Larry, You displayed graphs of the gold cycles in your 08-21 flash and 11-10 update reports. I compared the graphs and see that the graphs are different. I understand that a graph will change, depending upon factors that arise subsequent to the publishing of the graph. But that would only change future projections of the graph. The 11-10 graph should have the same cycle shown for the period up to 08-21 as the cycles shown on the 08-21 graph as of the 08-21 date. But yours differ. Meaning that the cycles for a period up through 08-21, an historical cycle and not a projected cycle, should be the same on both the 08-21 flash report and the 11-10 update. But they're not. Why?

$1,000 gold November 11, 2015

hence the name $1,000 gold.

$1,000 gold November 11, 2015

i've been waiting a couple years to say that.

Robert P November 11, 2015

1,000...no offense but , given the track record, you could be waiting awhile longer... may need to hear the peeps before we start counting our little chickens!

$1,000 gold November 11, 2015

it will go below $1,000 and you're right, it will take some time.

Heather November 11, 2015

Notice again no mention of the DOW - where is that down leg that is going to scare the dickens out of everyone, except Larry cause he forsaw it all coming and kept his subscribers on the sidelines waiting to play the bottom.

Trey November 11, 2015

Armstrong is been best at predicting gold in recent years but what happens if he's wrong this time? Everyone will go all in on gold only to find it declining or at best going sideways and not doing anything. We live in the electronic age, central banks can keep the system afloat with push of a button. Former Fed chairman Bernanke averted major crisis in 2008 with the experimental QE and it worked, now everyone has a model to follow.

Robert P November 11, 2015

Trey, evidently the jury's still out on whether this "grand experiment" has actually worked or not. And from what I read, this is NOT unprecedented....only, right after the crash of 1929, wealthy individuals were the ones who bought stock to bolster the market. Rumor got out that they were buying, so the thought on the street was "They must know something...!" Consequently, everyone jumped in and bought...and the market rallied...for awhile.......and THEN it came crashing down! THIS time, the market is so much larger, it is the central bankers who are trying to bolster the markets...around the world, BUT, it's not even real money they're using now!!

John T November 11, 2015

Even if the chart Larry shows is half wrong, know this, from Oct 15, 2015 thru today, the gold spot market has been down 17 of the last 20 days - THIS IS UNPRECEDENTED - something is about to change and we may be witnessing a bottom in process.

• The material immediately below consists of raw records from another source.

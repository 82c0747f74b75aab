//! # Component Storage
//!
//! Packed storage for a single component type.
//!
//! The storage keeps three tables in lockstep:
//! - `values`: the dense component array, no holes
//! - `slot_to_entity`: owner of each dense slot
//! - `entity_to_slot`: sparse index keyed by entity id
//!
//! Removal moves the last value into the freed slot (swap-and-pop) and
//! patches both index tables, so iteration always walks contiguous memory.
//!
//! ```text
//! remove(B):   values [A, B, C, D]      values [A, D, C]
//!                         ^        ->              ^ D moved here
//! ```

use std::any::{type_name, Any};

use super::component::Component;
use super::entity::Entity;
use crate::config::DEFAULT_MAX_ENTITIES;
use crate::error::{EcsError, EcsResult};

/// Dense storage for one component type, keyed by entity.
///
/// # Address stability
///
/// Inserting may reallocate `values`, moving every component. Keep entity
/// ids, not references, across insertions. A storage built with
/// [`ComponentArray::with_capacity`] never reallocates until that capacity
/// is exceeded.
///
/// # Id bound
///
/// The sparse index grows with the largest entity id stored, so ids at or
/// above the bound are rejected. [`ComponentArray::new`] uses
/// [`DEFAULT_MAX_ENTITIES`]; use [`ComponentArray::with_max_entities`] to
/// match a configured population.
///
/// # Example
///
/// ```rust,ignore
/// let mut positions: ComponentArray<Position> = ComponentArray::new();
/// positions.insert(entity, Position::new(1.0, 2.0, 3.0))?;
/// let removed = positions.remove(entity)?;
/// ```
pub struct ComponentArray<T> {
    /// Dense component values.
    values: Vec<T>,
    /// Owner of each dense slot.
    slot_to_entity: Vec<Entity>,
    /// Dense slot per entity id, grown on demand.
    entity_to_slot: Vec<Option<u32>>,
    /// Exclusive upper bound on accepted entity ids.
    max_entities: u32,
}

impl<T> ComponentArray<T> {
    /// Creates empty storage.
    #[must_use]
    pub fn new() -> Self {
        Self {
            values: Vec::new(),
            slot_to_entity: Vec::new(),
            entity_to_slot: Vec::new(),
            max_entities: DEFAULT_MAX_ENTITIES,
        }
    }

    /// Creates storage with room for `capacity` components and entity ids
    /// below `capacity + 1` without reallocating.
    #[must_use]
    pub fn with_capacity(capacity: usize) -> Self {
        Self {
            values: Vec::with_capacity(capacity),
            slot_to_entity: Vec::with_capacity(capacity),
            entity_to_slot: vec![None; capacity + 1],
            max_entities: DEFAULT_MAX_ENTITIES,
        }
    }

    /// Only accepts entity ids below `max_entities`.
    #[must_use]
    pub fn with_max_entities(mut self, max_entities: u32) -> Self {
        self.max_entities = max_entities;
        self
    }

    /// Exclusive upper bound on accepted entity ids.
    #[inline]
    #[must_use]
    pub fn max_entities(&self) -> u32 {
        self.max_entities
    }

    /// Number of stored components.
    #[inline]
    #[must_use]
    pub fn len(&self) -> usize {
        self.values.len()
    }

    /// Returns `true` if nothing is stored.
    #[inline]
    #[must_use]
    pub fn is_empty(&self) -> bool {
        self.values.is_empty()
    }

    /// Number of components the dense array holds before reallocating.
    #[inline]
    #[must_use]
    pub fn capacity(&self) -> usize {
        self.values.capacity()
    }

    /// Checks whether `entity` has a value here.
    #[inline]
    #[must_use]
    pub fn contains(&self, entity: Entity) -> bool {
        self.slot_of(entity).is_some()
    }

    /// Stores `value` for `entity`.
    ///
    /// Returns `true` if the dense array reallocated, which moves every
    /// stored component.
    ///
    /// # Errors
    ///
    /// - [`EcsError::EntityOutOfRange`] if the id is not below the bound.
    /// - [`EcsError::ComponentAlreadyPresent`] if `entity` already has a value.
    pub fn insert(&mut self, entity: Entity, value: T) -> EcsResult<bool> {
        if entity.id() >= self.max_entities {
            return Err(EcsError::EntityOutOfRange {
                id: entity.id(),
                max_entities: self.max_entities,
            });
        }
        if self.contains(entity) {
            return Err(EcsError::ComponentAlreadyPresent {
                entity,
                type_name: type_name::<T>(),
            });
        }

        let capacity_before = self.values.capacity();
        let slot = self.values.len();
        self.values.push(value);
        self.slot_to_entity.push(entity);

        let index = entity.index();
        if index >= self.entity_to_slot.len() {
            self.entity_to_slot.resize(index + 1, None);
        }
        // Dense length is bounded by the entity population, which fits u32.
        self.entity_to_slot[index] = u32::try_from(slot).ok();

        Ok(self.values.capacity() != capacity_before)
    }

    /// Removes and returns the value for `entity`, filling the hole with the
    /// last element.
    ///
    /// # Errors
    ///
    /// [`EcsError::ComponentMissing`] if `entity` has no value.
    pub fn remove(&mut self, entity: Entity) -> EcsResult<T> {
        let slot = self.slot_of(entity).ok_or_else(|| Self::missing(entity))?;

        let value = self.values.swap_remove(slot);
        self.slot_to_entity.swap_remove(slot);
        self.entity_to_slot[entity.index()] = None;

        // If something moved into `slot`, point its owner at the new position.
        if let Some(&moved) = self.slot_to_entity.get(slot) {
            self.entity_to_slot[moved.index()] = u32::try_from(slot).ok();
        }

        Ok(value)
    }

    /// Returns the value for `entity`.
    ///
    /// # Errors
    ///
    /// [`EcsError::ComponentMissing`] if `entity` has no value.
    #[inline]
    pub fn get(&self, entity: Entity) -> EcsResult<&T> {
        match self.slot_of(entity) {
            Some(slot) => Ok(&self.values[slot]),
            None => Err(Self::missing(entity)),
        }
    }

    /// Returns the value for `entity` mutably.
    ///
    /// # Errors
    ///
    /// [`EcsError::ComponentMissing`] if `entity` has no value.
    #[inline]
    pub fn get_mut(&mut self, entity: Entity) -> EcsResult<&mut T> {
        match self.slot_of(entity) {
            Some(slot) => Ok(&mut self.values[slot]),
            None => Err(Self::missing(entity)),
        }
    }

    /// Dense values in slot order.
    #[inline]
    #[must_use]
    pub fn as_slice(&self) -> &[T] {
        &self.values
    }

    /// Dense values in slot order, mutably.
    #[inline]
    pub fn as_mut_slice(&mut self) -> &mut [T] {
        &mut self.values
    }

    /// Owners of the dense values, parallel to [`ComponentArray::as_slice`].
    #[inline]
    #[must_use]
    pub fn entities(&self) -> &[Entity] {
        &self.slot_to_entity
    }

    /// Iterates `(entity, value)` pairs in slot order.
    pub fn iter(&self) -> impl Iterator<Item = (Entity, &T)> {
        self.slot_to_entity.iter().copied().zip(self.values.iter())
    }

    /// Iterates `(entity, value)` pairs in slot order, mutably.
    pub fn iter_mut(&mut self) -> impl Iterator<Item = (Entity, &mut T)> {
        self.slot_to_entity.iter().copied().zip(self.values.iter_mut())
    }

    #[inline]
    fn slot_of(&self, entity: Entity) -> Option<usize> {
        self.entity_to_slot
            .get(entity.index())
            .copied()
            .flatten()
            .map(|slot| slot as usize)
    }

    fn missing(entity: Entity) -> EcsError {
        EcsError::ComponentMissing {
            entity,
            type_name: type_name::<T>(),
        }
    }
}

impl<T> Default for ComponentArray<T> {
    fn default() -> Self {
        Self::new()
    }
}

/// The operations the component manager needs without knowing `T`.
pub(crate) trait ErasedComponentArray: Send {
    /// Removes `entity` if present; returns whether anything was removed.
    fn remove_entity(&mut self, entity: Entity) -> bool;

    /// Number of stored components.
    fn len(&self) -> usize;

    fn as_any(&self) -> &dyn Any;

    fn as_any_mut(&mut self) -> &mut dyn Any;
}

impl<T: Component> ErasedComponentArray for ComponentArray<T> {
    fn remove_entity(&mut self, entity: Entity) -> bool {
        self.contains(entity) && self.remove(entity).is_ok()
    }

    fn len(&self) -> usize {
        self.values.len()
    }

    fn as_any(&self) -> &dyn Any {
        self
    }

    fn as_any_mut(&mut self) -> &mut dyn Any {
        self
    }
}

Robert P November 11, 2015

I've heard it said "you can't drink yourself sober....and you can't borrow your way out of debt!!" I believe that's a very true statement, and a good (but sad) commentary on our situation now.

John T November 11, 2015

If you do not learn from the past, you will repeat the past. The big bank money managers created the great depression, and it is the money managers who will create another, again.

$1,000 gold November 12, 2015

starting to look like we might be in the "bear trap." when i'm scared to buy, i'll double down.